> THE TASK:
Nothing in the data is to be left out; copy it exactly.

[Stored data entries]
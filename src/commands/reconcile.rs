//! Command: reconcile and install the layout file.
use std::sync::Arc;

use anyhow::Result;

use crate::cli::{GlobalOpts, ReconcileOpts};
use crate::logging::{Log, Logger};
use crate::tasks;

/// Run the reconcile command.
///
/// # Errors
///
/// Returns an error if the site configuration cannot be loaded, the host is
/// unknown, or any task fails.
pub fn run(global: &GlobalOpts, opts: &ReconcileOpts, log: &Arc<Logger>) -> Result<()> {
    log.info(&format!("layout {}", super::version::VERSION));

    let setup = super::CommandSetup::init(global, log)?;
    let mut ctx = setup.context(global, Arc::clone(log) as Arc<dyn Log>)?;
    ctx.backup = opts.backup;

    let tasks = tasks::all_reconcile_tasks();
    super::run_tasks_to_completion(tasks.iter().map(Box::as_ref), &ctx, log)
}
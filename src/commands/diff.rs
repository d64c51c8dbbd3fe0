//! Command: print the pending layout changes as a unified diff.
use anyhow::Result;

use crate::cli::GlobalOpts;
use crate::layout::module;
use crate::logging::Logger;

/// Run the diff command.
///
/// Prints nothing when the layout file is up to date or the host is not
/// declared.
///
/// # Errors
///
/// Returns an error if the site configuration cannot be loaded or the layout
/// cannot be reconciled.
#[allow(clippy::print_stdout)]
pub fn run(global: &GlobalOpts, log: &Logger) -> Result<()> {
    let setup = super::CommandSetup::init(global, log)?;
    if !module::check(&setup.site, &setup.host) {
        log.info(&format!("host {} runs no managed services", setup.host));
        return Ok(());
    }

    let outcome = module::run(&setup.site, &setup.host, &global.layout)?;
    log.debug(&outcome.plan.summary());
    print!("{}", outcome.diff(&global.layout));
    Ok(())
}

> ANSWER TO THE EXERCISE:
filename src/commands/reconcile.rs
//! Command: reconcile and install the layout file.
use std::sync::Arc;

use anyhow::Result;

use crate::cli::{GlobalOpts, ReconcileOpts};
use crate::logging::{Log, Logger};
use crate::tasks;

/// Run the reconcile command.
///
/// # Errors
///
/// Returns an error if the site configuration cannot be loaded, the host is
/// unknown, or any task fails.
pub fn run(global: &GlobalOpts, opts: &ReconcileOpts, log: &Arc<Logger>) -> Result<()> {
    log.info(&format!("layout {}", super::version::VERSION));

    let setup = super::CommandSetup::init(global, log)?;
    let mut ctx = setup.context(global, Arc::clone(log) as Arc<dyn Log>)?;
    ctx.backup = opts.backup;

    let tasks = tasks::all_reconcile_tasks();
    super::run_tasks_to_completion(tasks.iter().map(Box::as_ref), &ctx, log)
}
filename src/commands/diff.rs
repository d64c51c8dbbd3fe0
//! Command: print the pending layout changes as a unified diff.
use anyhow::Result;

use crate::cli::GlobalOpts;
use crate::layout::module;
use crate::logging::Logger;

/// Run the diff command.
///
/// Prints nothing when the layout file is up to date or the host is not
/// declared.
///
/// # Errors
///
/// Returns an error if the site configuration cannot be loaded or the layout
/// cannot be reconciled.
#[allow(clippy::print_stdout)]
pub fn run(global: &GlobalOpts, log: &Logger) -> Result<()> {
    let setup = super::CommandSetup::init(global, log)?;
    if !module::check(&setup.site, &setup.host) {
        log.info(&format!("host {} runs no managed services", setup.host));
        return Ok(());
    }

    let outcome = module::run(&setup.site, &setup.host, &global.layout)?;
    log.debug(&outcome.plan.summary());
    print!("{}", outcome.diff(&global.layout));
    Ok(())
}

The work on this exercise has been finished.